▶ [GIVEN INFORMATION]:
● ● ● ● ● ● ●
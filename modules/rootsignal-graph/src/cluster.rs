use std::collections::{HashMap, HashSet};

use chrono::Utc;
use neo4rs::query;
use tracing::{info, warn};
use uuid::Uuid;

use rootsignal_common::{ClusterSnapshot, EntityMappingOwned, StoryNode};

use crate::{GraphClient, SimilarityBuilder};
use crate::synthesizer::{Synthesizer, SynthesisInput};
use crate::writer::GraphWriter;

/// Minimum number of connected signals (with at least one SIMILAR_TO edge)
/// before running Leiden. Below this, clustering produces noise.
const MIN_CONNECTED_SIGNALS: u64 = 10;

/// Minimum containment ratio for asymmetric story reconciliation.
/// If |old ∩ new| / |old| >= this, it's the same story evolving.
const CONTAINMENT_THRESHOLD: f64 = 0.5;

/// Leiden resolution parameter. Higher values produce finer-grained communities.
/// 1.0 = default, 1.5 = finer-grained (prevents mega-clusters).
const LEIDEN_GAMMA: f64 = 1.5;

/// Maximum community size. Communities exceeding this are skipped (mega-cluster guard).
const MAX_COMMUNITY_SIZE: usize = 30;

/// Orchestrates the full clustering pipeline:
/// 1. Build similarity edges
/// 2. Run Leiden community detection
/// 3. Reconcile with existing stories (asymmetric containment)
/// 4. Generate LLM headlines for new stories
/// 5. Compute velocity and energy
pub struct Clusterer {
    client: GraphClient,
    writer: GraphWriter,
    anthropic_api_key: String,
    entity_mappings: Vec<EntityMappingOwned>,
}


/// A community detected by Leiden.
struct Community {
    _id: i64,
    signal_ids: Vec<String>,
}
● ● ● ● ● ● ●
▶ [REQUIRED ACTION]:
A verbatim copy of all the records is required. Write it out in full.

▶ [SOLUTION BELOW]:
filename modules/rootsignal-graph/src/cluster.rs
use std::collections::{HashMap, HashSet};

use chrono::Utc;
use neo4rs::query;
use tracing::{info, warn};
use uuid::Uuid;

use rootsignal_common::{ClusterSnapshot, EntityMappingOwned, StoryNode};

use crate::{GraphClient, SimilarityBuilder};
use crate::synthesizer::{Synthesizer, SynthesisInput};
use crate::writer::GraphWriter;

/// Minimum number of connected signals (with at least one SIMILAR_TO edge)
/// before running Leiden. Below this, clustering produces noise.
const MIN_CONNECTED_SIGNALS: u64 = 10;

/// Minimum containment ratio for asymmetric story reconciliation.
/// If |old ∩ new| / |old| >= this, it's the same story evolving.
const CONTAINMENT_THRESHOLD: f64 = 0.5;

/// Leiden resolution parameter. Higher values produce finer-grained communities.
/// 1.0 = default, 1.5 = finer-grained (prevents mega-clusters).
const LEIDEN_GAMMA: f64 = 1.5;

/// Maximum community size. Communities exceeding this are skipped (mega-cluster guard).
const MAX_COMMUNITY_SIZE: usize = 30;

/// Orchestrates the full clustering pipeline:
/// 1. Build similarity edges
/// 2. Run Leiden community detection
/// 3. Reconcile with existing stories (asymmetric containment)
/// 4. Generate LLM headlines for new stories
/// 5. Compute velocity and energy
pub struct Clusterer {
    client: GraphClient,
    writer: GraphWriter,
    anthropic_api_key: String,
    entity_mappings: Vec<EntityMappingOwned>,
}


/// A community detected by Leiden.
struct Community {
    _id: i64,
    signal_ids: Vec<String>,
}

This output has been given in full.